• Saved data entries
- - -

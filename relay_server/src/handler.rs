//! Message routing
//!
//! The router applies one inbound request to the registry and answers with
//! the frames that should go out. It never talks to a socket itself; the
//! relay task delivers the returned [`Delivery`] list.
//!
//! Requests that name an unknown participant, and requests of an unknown
//! type, are dropped without telling anyone. The protocol has no negative
//! acknowledgement.

use crate::connection::ConnectionId;
use crate::error::ClientRequestError;
use crate::protocol::{InboundMessage, OutboundMessage, RequestKind};
use crate::state::Registry;
use serde_json::Value;
use tracing::{debug, info, warn};

/// A frame addressed to one connection
#[derive(Debug, Clone, PartialEq)]
pub struct Delivery {
    pub to: ConnectionId,
    pub message: OutboundMessage,
}

impl Delivery {
    fn new(to: ConnectionId, message: OutboundMessage) -> Self {
        Self { to, message }
    }
}

/// Routes requests against the participant registry
#[derive(Debug, Default)]
pub struct Router {
    registry: Registry,
}

impl Router {
    pub fn new() -> Self {
        Self::default()
    }

    pub fn registry(&self) -> &Registry {
        &self.registry
    }

    /// Decode and route one text frame from `from`
    ///
    /// Malformed input is logged and produces no deliveries.
    pub fn handle_text(&mut self, from: ConnectionId, text: &str) -> Vec<Delivery> {
        self.handle_decoded(from, text.parse())
    }

    /// Decode and route one binary frame from `from`
    pub fn handle_binary(&mut self, from: ConnectionId, bytes: &[u8]) -> Vec<Delivery> {
        self.handle_decoded(from, InboundMessage::from_bytes(bytes))
    }

    fn handle_decoded(
        &mut self,
        from: ConnectionId,
        decoded: Result<InboundMessage, ClientRequestError>,
    ) -> Vec<Delivery> {
        match decoded {
            Ok(message) => self.route(from, message),
            Err(e) => {
                warn!(connection = %from, error = %e, "dropping malformed message");
                Vec::new()
            }
        }
    }

    /// Apply a decoded request sent by `from`
    pub fn route(&mut self, from: ConnectionId, message: InboundMessage) -> Vec<Delivery> {
        let InboundMessage {
            kind,
            username,
            offer,
            answer,
            candidate,
        } = message;
        debug!(connection = %from, %kind, username, "routing message");

        if kind == RequestKind::StoreUser {
            let (_, created) = self.registry.upsert(&username, from);
            if created {
                info!(connection = %from, username, "participant registered");
            } else {
                info!(connection = %from, username, "participant reconnected");
            }
            return Vec::new();
        }

        if kind == RequestKind::Unknown {
            debug!(connection = %from, "ignoring unknown message type");
            return Vec::new();
        }

        // Every remaining type needs an existing record
        let Some(participant) = self.registry.find_mut(&username) else {
            debug!(connection = %from, %kind, username, "no such participant");
            return Vec::new();
        };

        match kind {
            RequestKind::StoreOffer => {
                participant.set_offer(offer);
                Vec::new()
            }
            RequestKind::StoreCandidate => {
                participant.append_candidate(candidate);
                Vec::new()
            }
            RequestKind::SendAnswer => vec![Delivery::new(
                participant.connection(),
                OutboundMessage::Answer { answer },
            )],
            RequestKind::SendCandidate => vec![Delivery::new(
                participant.connection(),
                OutboundMessage::Candidate { candidate },
            )],
            RequestKind::JoinCall => {
                let offer = participant.offer().cloned().unwrap_or(Value::Null);
                std::iter::once(OutboundMessage::Offer { offer })
                    .chain(
                        participant
                            .candidates()
                            .iter()
                            .cloned()
                            .map(|candidate| OutboundMessage::Candidate { candidate }),
                    )
                    .map(|message| Delivery::new(from, message))
                    .collect()
            }
            RequestKind::StoreUser | RequestKind::Unknown => Vec::new(),
        }
    }

    /// Release whatever was registered on a connection that has gone away
    ///
    /// Returns the released participant names. Nobody else is told.
    pub fn handle_close(&mut self, connection: ConnectionId) -> Vec<String> {
        let names: Vec<String> = self
            .registry
            .remove_by_connection(connection)
            .into_iter()
            .map(|p| p.name().to_string())
            .collect();
        for username in &names {
            info!(%connection, username, "participant released");
        }
        names
    }
}
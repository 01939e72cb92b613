//! Error types for the relay server

use thiserror::Error;

/// Errors that stop the server from starting or serving
#[derive(Error, Debug)]
pub enum RelayError {
    /// Socket bind/accept failure
    #[error("IO error: {0}")]
    Io(#[from] std::io::Error),

    /// Logging could not be initialised
    #[error("Telemetry error: {0}")]
    Telemetry(String),
}

/// Errors from client requests
///
/// These never reach a client: the relay has no negative acknowledgement,
/// so a malformed request is logged and dropped.
#[derive(Error, Debug)]
pub enum ClientRequestError {
    /// JSON parsing error, or a well-formed document missing `type`/`username`
    #[error("JSON error: {0}")]
    Json(#[from] serde_json::Error),

    /// Valid JSON that is not an object
    #[error("Message is not a JSON object")]
    NotAnObject,

    /// Binary frame that is not valid UTF-8
    #[error("Payload is not valid UTF-8")]
    NotUtf8,
}

/// Errors when handing an outbound message to a connection
#[derive(Error, Debug, PartialEq, Eq)]
pub enum DeliveryError {
    /// No open connection with this handle
    #[error("Unknown connection")]
    UnknownConnection,

    /// Outbound queue for the connection is full
    #[error("Outbound queue full")]
    QueueFull,

    /// Connection writer has already shut down
    #[error("Connection closed")]
    Closed,
}
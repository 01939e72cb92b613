//! Relay server configuration.
//!
//! Every setting can be given as a command-line flag or an environment
//! variable. `PORT` is honoured for compatibility with hosted platforms that
//! inject it.

use clap::{Parser, ValueEnum};
use std::time::Duration;

/// Default bind host.
pub const DEFAULT_HOST: &str = "0.0.0.0";

/// Default listen port.
pub const DEFAULT_PORT: u16 = 3000;

/// Default per-connection outbound queue length.
pub const DEFAULT_SEND_QUEUE_CAPACITY: usize = 256;

/// Default interval between WebSocket pings, in seconds.
pub const DEFAULT_HEARTBEAT_INTERVAL_SECS: u64 = 30;

/// Log output format.
#[derive(Debug, Clone, Copy, PartialEq, Eq, Default, ValueEnum)]
pub enum LogFormat {
    /// Human-readable lines.
    #[default]
    Pretty,
    /// One JSON object per line.
    Json,
}

/// Relay server configuration.
#[derive(Debug, Clone, Parser)]
#[command(name = "relay-server", version, about = "WebRTC rendezvous relay")]
pub struct Config {
    /// Host to bind.
    #[arg(long, env = "RELAY_HOST", default_value = DEFAULT_HOST)]
    pub host: String,

    /// Port to bind (0 for auto-assign).
    #[arg(long, env = "PORT", default_value_t = DEFAULT_PORT)]
    pub port: u16,

    /// Outbound frames buffered per connection before new ones are dropped.
    #[arg(long, env = "RELAY_SEND_QUEUE_CAPACITY", default_value_t = DEFAULT_SEND_QUEUE_CAPACITY)]
    pub send_queue_capacity: usize,

    /// Seconds between WebSocket pings (0 disables).
    #[arg(long, env = "RELAY_HEARTBEAT_INTERVAL_SECS", default_value_t = DEFAULT_HEARTBEAT_INTERVAL_SECS)]
    pub heartbeat_interval_secs: u64,

    /// Log output format.
    #[arg(long, env = "RELAY_LOG_FORMAT", value_enum, default_value_t = LogFormat::Pretty)]
    pub log_format: LogFormat,
}

impl Default for Config {
    fn default() -> Self {
        Self {
            host: DEFAULT_HOST.into(),
            port: DEFAULT_PORT,
            send_queue_capacity: DEFAULT_SEND_QUEUE_CAPACITY,
            heartbeat_interval_secs: DEFAULT_HEARTBEAT_INTERVAL_SECS,
            log_format: LogFormat::Pretty,
        }
    }
}

impl Config {
    /// `host:port` for the listener.
    pub fn bind_address(&self) -> String {
        format!("{}:{}", self.host, self.port)
    }

    /// Ping interval, or `None` when heartbeats are disabled.
    pub fn heartbeat_interval(&self) -> Option<Duration> {
        (self.heartbeat_interval_secs > 0).then(|| Duration::from_secs(self.heartbeat_interval_secs))
    }

    /// Outbound queue length, never zero (a zero-capacity channel panics).
    pub fn send_queue_capacity(&self) -> usize {
        self.send_queue_capacity.max(1)
    }
}
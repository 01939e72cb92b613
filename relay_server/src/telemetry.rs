//! Logging setup.
//!
//! The filter comes from `RUST_LOG`; without it the relay logs its own
//! events at `info`.

use crate::config::LogFormat;
use crate::error::RelayError;
use tracing_subscriber::{EnvFilter, layer::SubscriberExt, util::SubscriberInitExt};

/// Filter used when `RUST_LOG` is unset.
pub const DEFAULT_FILTER: &str = "relay_server=info";

/// Install the global subscriber.
pub fn init(format: LogFormat) -> Result<(), RelayError> {
    let filter = EnvFilter::try_from_default_env().unwrap_or_else(|_| EnvFilter::new(DEFAULT_FILTER));
    let registry = tracing_subscriber::registry().with(filter);

    let result = match format {
        LogFormat::Pretty => registry
            .with(tracing_subscriber::fmt::layer().with_target(true))
            .try_init(),
        LogFormat::Json => registry
            .with(tracing_subscriber::fmt::layer().json().with_current_span(false))
            .try_init(),
    };
    result.map_err(|e| RelayError::Telemetry(e.to_string()))
}
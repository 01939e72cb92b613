//! Wire format of the relay
//!
//! Every frame is a JSON object. Inbound frames carry a `type` and the
//! `username` they refer to; outbound frames carry a `type` and one opaque
//! payload. Payloads (`offer`, `answer`, `candidate`) are never inspected.

use crate::error::ClientRequestError;
use serde::{Deserialize, Serialize};
use serde_json::Value;
use std::fmt;
use std::str::FromStr;

/// Inbound request types
#[derive(Debug, Clone, Copy, PartialEq, Eq, Deserialize)]
#[serde(rename_all = "snake_case")]
pub enum RequestKind {
    StoreUser,
    StoreOffer,
    StoreCandidate,
    SendAnswer,
    SendCandidate,
    JoinCall,
    /// Any type the relay does not know; routed as a no-op
    #[serde(other)]
    Unknown,
}

impl fmt::Display for RequestKind {
    fn fmt(&self, f: &mut fmt::Formatter<'_>) -> fmt::Result {
        let name = match self {
            RequestKind::StoreUser => "store_user",
            RequestKind::StoreOffer => "store_offer",
            RequestKind::StoreCandidate => "store_candidate",
            RequestKind::SendAnswer => "send_answer",
            RequestKind::SendCandidate => "send_candidate",
            RequestKind::JoinCall => "join_call",
            RequestKind::Unknown => "unknown",
        };
        f.write_str(name)
    }
}

/// A structurally valid inbound request
///
/// Payload fields the client leaves out deserialize to `Value::Null`.
#[derive(Debug, Clone, PartialEq, Deserialize)]
pub struct InboundMessage {
    #[serde(rename = "type")]
    pub kind: RequestKind,
    pub username: String,
    #[serde(default)]
    pub offer: Value,
    #[serde(default)]
    pub answer: Value,
    #[serde(default)]
    pub candidate: Value,
}

impl FromStr for InboundMessage {
    type Err = ClientRequestError;

    fn from_str(s: &str) -> Result<Self, Self::Err> {
        // Only objects are requests; a derived struct would also accept
        // arrays by position. Duplicate keys keep the last value.
        match serde_json::from_str(s)? {
            Value::Object(fields) => Ok(serde_json::from_value(Value::Object(fields))?),
            _ => Err(ClientRequestError::NotAnObject),
        }
    }
}

impl InboundMessage {
    /// Decode a binary frame, which must hold UTF-8 JSON
    pub fn from_bytes(bytes: &[u8]) -> Result<Self, ClientRequestError> {
        let text = std::str::from_utf8(bytes).map_err(|_| ClientRequestError::NotUtf8)?;
        text.parse()
    }
}

/// Messages the relay sends to a connection
///
/// A null payload is left out of the encoded frame, so a missing offer is
/// sent as `{"type":"offer"}`.
#[derive(Debug, Clone, PartialEq, Serialize)]
#[serde(tag = "type", rename_all = "snake_case")]
pub enum OutboundMessage {
    Answer {
        #[serde(skip_serializing_if = "Value::is_null")]
        answer: Value,
    },
    Candidate {
        #[serde(skip_serializing_if = "Value::is_null")]
        candidate: Value,
    },
    Offer {
        #[serde(skip_serializing_if = "Value::is_null")]
        offer: Value,
    },
}

impl OutboundMessage {
    /// Short name used in logs
    pub fn kind(&self) -> &'static str {
        match self {
            OutboundMessage::Answer { .. } => "answer",
            OutboundMessage::Candidate { .. } => "candidate",
            OutboundMessage::Offer { .. } => "offer",
        }
    }
}

impl fmt::Display for OutboundMessage {
    fn fmt(&self, f: &mut fmt::Formatter<'_>) -> fmt::Result {
        let json = serde_json::to_string(self).map_err(|_| fmt::Error)?;
        f.write_str(&json)
    }
}

#[cfg(test)]
mod tests {
    use super::*;
    use serde_json::json;

    #[test]
    fn parses_store_offer() {
        let msg: InboundMessage = r#"{"type":"store_offer","username":"alice","offer":{"sdp":"v=0"}}"#
            .parse()
            .unwrap();
        assert_eq!(msg.kind, RequestKind::StoreOffer);
        assert_eq!(msg.username, "alice");
        assert_eq!(msg.offer, json!({"sdp": "v=0"}));
        assert!(msg.candidate.is_null());
    }

    #[test]
    fn unknown_type_is_not_an_error() {
        let msg: InboundMessage = r#"{"type":"hang_up","username":"alice"}"#.parse().unwrap();
        assert_eq!(msg.kind, RequestKind::Unknown);
    }

    #[test]
    fn missing_username_is_malformed() {
        let err = "{\"type\":\"store_user\"}".parse::<InboundMessage>().unwrap_err();
        assert!(matches!(err, ClientRequestError::Json(_)));
    }

    #[test]
    fn non_json_is_malformed() {
        assert!("not json at all".parse::<InboundMessage>().is_err());
        assert!("[1,2,3]".parse::<InboundMessage>().is_err());
        assert!("".parse::<InboundMessage>().is_err());
    }

    #[test]
    fn positional_array_is_not_a_request() {
        let err = r#"["store_user","alice"]"#.parse::<InboundMessage>().unwrap_err();
        assert!(matches!(err, ClientRequestError::NotAnObject));
        assert!(matches!(
            "\"store_user\"".parse::<InboundMessage>().unwrap_err(),
            ClientRequestError::NotAnObject
        ));
    }

    #[test]
    fn duplicate_keys_keep_last_value() {
        let msg: InboundMessage = r#"{"type":"store_user","username":"a","username":"b"}"#
            .parse()
            .unwrap();
        assert_eq!(msg.username, "b");
    }

    #[test]
    fn binary_must_be_utf8() {
        let err = InboundMessage::from_bytes(&[0xff, 0xfe, 0x00]).unwrap_err();
        assert!(matches!(err, ClientRequestError::NotUtf8));

        let msg = InboundMessage::from_bytes(br#"{"type":"join_call","username":"bob"}"#).unwrap();
        assert_eq!(msg.kind, RequestKind::JoinCall);
    }

    #[test]
    fn payloads_are_forwarded_verbatim() {
        let candidate = json!({"candidate": "candidate:1 1 UDP 2122260223 10.0.0.1 54400 typ host", "sdpMid": "0", "sdpMLineIndex": 0});
        let out = OutboundMessage::Candidate { candidate: candidate.clone() };
        let encoded: Value = serde_json::from_str(&out.to_string()).unwrap();
        assert_eq!(encoded, json!({"type": "candidate", "candidate": candidate}));
    }

    #[test]
    fn absent_offer_is_omitted() {
        let out = OutboundMessage::Offer { offer: Value::Null };
        assert_eq!(out.to_string(), r#"{"type":"offer"}"#);
    }

    #[test]
    fn answer_encoding() {
        let out = OutboundMessage::Answer { answer: json!("sdp-answer") };
        assert_eq!(out.to_string(), r#"{"type":"answer","answer":"sdp-answer"}"#);
        assert_eq!(out.kind(), "answer");
    }
}
use super::{
    AlertStore, BatchStore, Committed, InventoryRecordStore, LedgerStore, RecordUpdate,
    ReservationStore, StockChange, StockTransaction,
};
use crate::clock::{Clock, SystemClock};
use crate::error::StoreError;

#[derive(Debug, Default)]
struct State {
    records: BTreeMap<RecordKey, InventoryRecord>,
    /// Append order; `sequence` is the index + 1.
    movements: Vec<StockMovement>,
    movement_index: HashMap<MovementId, usize>,
    reservations: BTreeMap<ReservationId, StockReservation>,
    alerts: BTreeMap<AlertId, StockAlert>,
    batches: BTreeMap<BatchId, StockBatch>,
    next_sequence: u64,
}

impl State {
    fn has_record(
        &self,
        key: &RecordKey,
        staged: &BTreeMap<RecordKey, InventoryRecord>,
    ) -> bool {
        staged.contains_key(key) || self.records.contains_key(key)
    }

    fn push_movement(
        &mut self,
        movement: NewMovement,
        status: MovementStatus,
        now: DateTime<Utc>,
    ) -> StockMovement {
        self.next_sequence += 1;
        let stored = movement.into_movement(self.next_sequence, status, now);
        self.movement_index.insert(stored.id, self.movements.len());
        self.movements.push(stored.clone());
        stored
    }

    fn reconcile_alerts(
        &mut self,
        key: RecordKey,
        scope: AlertScope,
        conditions: Vec<AlertCondition>,
        now: DateTime<Utc>,
    ) -> AlertReconciliation {
        let existing: Vec<StockAlert> = self
            .alerts
            .values()
            .filter(|a| a.is_active && a.key() == key)
            .cloned()
            .collect();

        let outcome = reconcile(&existing, key, scope, conditions, now);
        for alert in outcome.writes() {
            self.alerts.insert(alert.id, alert.clone());
        }
        outcome
    }
}

/// In-memory transactional stock store.
///
/// A single lock guards every table, so a commit is trivially serializable:
/// it validates the whole change set against the current state first and
/// only then writes. Intended for tests/dev and single-process deployments.
#[derive(Debug)]
pub struct InMemoryStockStore {
    state: RwLock<State>,
    clock: Arc<dyn Clock>,
}

impl Default for InMemoryStockStore {
    fn default() -> Self {
        Self::new()
    }
}

impl InMemoryStockStore {
    pub fn new() -> Self {
        Self::with_clock(Arc::new(SystemClock))
    }

    pub fn with_clock(clock: Arc<dyn Clock>) -> Self {
        Self {
            state: RwLock::new(State::default()),
            clock,
        }
    }

    fn read(&self) -> Result<RwLockReadGuard<'_, State>, StoreError> {
        self.state
            .read()
            .map_err(|_| StoreError::Transaction("stock store lock poisoned".to_string()))
    }

    fn write(&self) -> Result<RwLockWriteGuard<'_, State>, StoreError> {
        self.state
            .write()
            .map_err(|_| StoreError::Transaction("stock store lock poisoned".to_string()))
    }
}

fn rejected(err: DomainError) -> StoreError {
    match err {
        DomainError::InvalidState(msg) => StoreError::InvalidState(msg),
        other => StoreError::InvalidState(other.to_string()),
    }
}

fn record_not_found(key: RecordKey) -> StoreError {
    StoreError::NotFound(format!("inventory record {key}"))
}

impl StockTransaction for InMemoryStockStore {
    fn commit(&self, change: StockChange) -> Result<Committed, StoreError> {
        let now = self.clock.now();
        let mut guard = self.write()?;
        let state = &mut *guard;

        // Stage: nothing below touches `state` until every check has passed.
        let mut staged: BTreeMap<RecordKey, InventoryRecord> = BTreeMap::new();
        for record in change.create_records {
            let key = record.key();
            if state.has_record(&key, &staged) {
                return Err(StoreError::Duplicate(format!(
                    "inventory record {key} already exists"
                )));
            }
            staged.insert(key, record);
        }

        // Status CAS first: a hold released by someone else must surface as a
        // conflict, not as the negative quantity its stale delta would produce.
        if let Some(write) = &change.reservation {
            let id = write.reservation.id;
            match (write.expected_status, state.reservations.get(&id)) {
                (None, Some(_)) => {
                    return Err(StoreError::Duplicate(format!("reservation {id}")));
                }
                (None, None) => {}
                (Some(_), None) => {
                    return Err(StoreError::NotFound(format!("reservation {id}")));
                }
                (Some(expected), Some(current)) if current.status != expected => {
                    return Err(StoreError::ReservationConflict {
                        id: id.to_string(),
                        expected,
                        actual: current.status,
                    });
                }
                (Some(_), Some(_)) => {}
            }
        }

        let mut version_checked = BTreeSet::new();
        for mutation in &change.mutations {
            let current = match staged.get(&mutation.key) {
                Some(r) => r.clone(),
                None => state
                    .records
                    .get(&mutation.key)
                    .cloned()
                    .ok_or_else(|| record_not_found(mutation.key))?,
            };

            // Later mutations of the same key in one change build on the first.
            if version_checked.insert(mutation.key)
                && !mutation.expected_version.matches(current.version())
            {
                let expected = match mutation.expected_version {
                    ExpectedVersion::Exact(v) => v,
                    ExpectedVersion::Any => current.version(),
                };
                return Err(StoreError::VersionConflict {
                    key: mutation.key.to_string(),
                    expected,
                    actual: current.version(),
                });
            }

            let next = match &mutation.update {
                RecordUpdate::Quantities {
                    delta_on_hand,
                    delta_reserved,
                } => current.apply_delta(*delta_on_hand, *delta_reserved, now),
                RecordUpdate::Thresholds(thresholds) => current.with_thresholds(*thresholds, now),
            }
            .map_err(rejected)?;
            staged.insert(mutation.key, next);
        }

        let mut completions = Vec::with_capacity(change.complete_pending.len());
        for id in &change.complete_pending {
            let idx = *state
                .movement_index
                .get(id)
                .ok_or_else(|| StoreError::NotFound(format!("movement {id}")))?;
            let completed = state.movements[idx]
                .transition(MovementStatus::Completed, now)
                .map_err(rejected)?;
            completions.push((idx, completed));
        }

        for movement in &change.movements {
            movement.validate().map_err(rejected)?;
            let key = RecordKey::new(movement.product_id, movement.location_id);
            if !state.has_record(&key, &staged) {
                return Err(record_not_found(key));
            }
        }

        let mut staged_batches: BTreeMap<BatchId, StockBatch> = BTreeMap::new();
        for batch in change.new_batches {
            let key = RecordKey::new(batch.product_id, batch.location_id);
            if !state.has_record(&key, &staged) {
                return Err(record_not_found(key));
            }
            let clash = state
                .batches
                .values()
                .chain(staged_batches.values())
                .any(|b| {
                    b.id == batch.id
                        || (b.batch_number == batch.batch_number
                            && b.product_id == batch.product_id
                            && b.location_id == batch.location_id)
                });
            if clash {
                return Err(StoreError::Duplicate(format!(
                    "batch {} at {key}",
                    batch.batch_number
                )));
            }
            staged_batches.insert(batch.id, batch);
        }
        for (id, delta) in &change.batch_deltas {
            let current = match staged_batches.get(id) {
                Some(b) => b.clone(),
                None => state
                    .batches
                    .get(id)
                    .cloned()
                    .ok_or_else(|| StoreError::NotFound(format!("batch {id}")))?,
            };
            staged_batches.insert(*id, current.apply_delta(*delta).map_err(rejected)?);
        }

        // Apply.
        let mut committed = Committed::default();
        for (key, record) in staged {
            state.records.insert(key, record.clone());
            committed.records.push(record);
        }
        for (idx, completed) in completions {
            state.movements[idx] = completed.clone();
            committed.movements.push(completed);
        }
        for movement in change.movements {
            let stored = state.push_movement(movement, MovementStatus::Completed, now);
            committed.movements.push(stored);
        }
        if let Some(write) = change.reservation {
            state
                .reservations
                .insert(write.reservation.id, write.reservation.clone());
            committed.reservation = Some(write.reservation);
        }
        for (id, batch) in staged_batches {
            state.batches.insert(id, batch.clone());
            committed.batches.push(batch);
        }

        Ok(committed)
    }
}

impl InventoryRecordStore for InMemoryStockStore {
    fn get(&self, key: RecordKey) -> Result<InventoryRecord, StoreError> {
        self.read()?
            .records
            .get(&key)
            .cloned()
            .ok_or_else(|| record_not_found(key))
    }

    fn records_for_product(
        &self,
        product_id: ProductId,
    ) -> Result<Vec<InventoryRecord>, StoreError> {
        Ok(self
            .read()?
            .records
            .values()
            .filter(|r| r.product_id() == product_id)
            .cloned()
            .collect())
    }
}

impl LedgerStore for InMemoryStockStore {
    fn append(
        &self,
        movement: NewMovement,
        status: MovementStatus,
    ) -> Result<StockMovement, StoreError> {
        if status == MovementStatus::Completed {
            return Err(StoreError::InvalidState(
                "completed movements are only written together with their record change"
                    .to_string(),
            ));
        }
        movement.validate().map_err(rejected)?;

        let now = self.clock.now();
        let mut state = self.write()?;
        let key = RecordKey::new(movement.product_id, movement.location_id);
        if !state.records.contains_key(&key) {
            return Err(record_not_found(key));
        }
        Ok(state.push_movement(movement, status, now))
    }

    fn transition(
        &self,
        movement_id: MovementId,
        status: MovementStatus,
    ) -> Result<StockMovement, StoreError> {
        if status == MovementStatus::Completed {
            return Err(StoreError::InvalidState(
                "pending movements complete together with their record change".to_string(),
            ));
        }

        let now = self.clock.now();
        let mut state = self.write()?;
        let idx = *state
            .movement_index
            .get(&movement_id)
            .ok_or_else(|| StoreError::NotFound(format!("movement {movement_id}")))?;
        let next = state.movements[idx]
            .transition(status, now)
            .map_err(rejected)?;
        state.movements[idx] = next.clone();
        Ok(next)
    }

    fn movement(&self, movement_id: MovementId) -> Result<StockMovement, StoreError> {
        let state = self.read()?;
        state
            .movement_index
            .get(&movement_id)
            .map(|&idx| state.movements[idx].clone())
            .ok_or_else(|| StoreError::NotFound(format!("movement {movement_id}")))
    }

    fn history(
        &self,
        product_id: ProductId,
        location_id: Option<LocationId>,
        limit: usize,
    ) -> Result<Vec<StockMovement>, StoreError> {
        let state = self.read()?;
        let mut out: Vec<StockMovement> = state
            .movements
            .iter()
            .filter(|m| m.product_id == product_id)
            .filter(|m| location_id.is_none_or(|l| m.location_id == l))
            .cloned()
            .collect();
        out.sort_by(|a, b| {
            b.movement_date
                .cmp(&a.movement_date)
                .then(b.sequence.cmp(&a.sequence))
        });
        out.truncate(limit);
        Ok(out)
    }

    fn completed_movements(&self, key: RecordKey) -> Result<Vec<StockMovement>, StoreError> {
        Ok(self
            .read()?
            .movements
            .iter()
            .filter(|m| {
                m.status == MovementStatus::Completed
                    && m.product_id == key.product_id
                    && m.location_id == key.location_id
            })
            .cloned()
            .collect())
    }
}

- - -

• TASK DESCRIPTION
Every line in the records above that contains the word "RelayError" is to be copied out.

• COMPLETED TASK
pub enum RelayError {
use crate::error::RelayError;
pub fn init(format: LogFormat) -> Result<(), RelayError> {
    result.map_err(|e| RelayError::Telemetry(e.to_string()))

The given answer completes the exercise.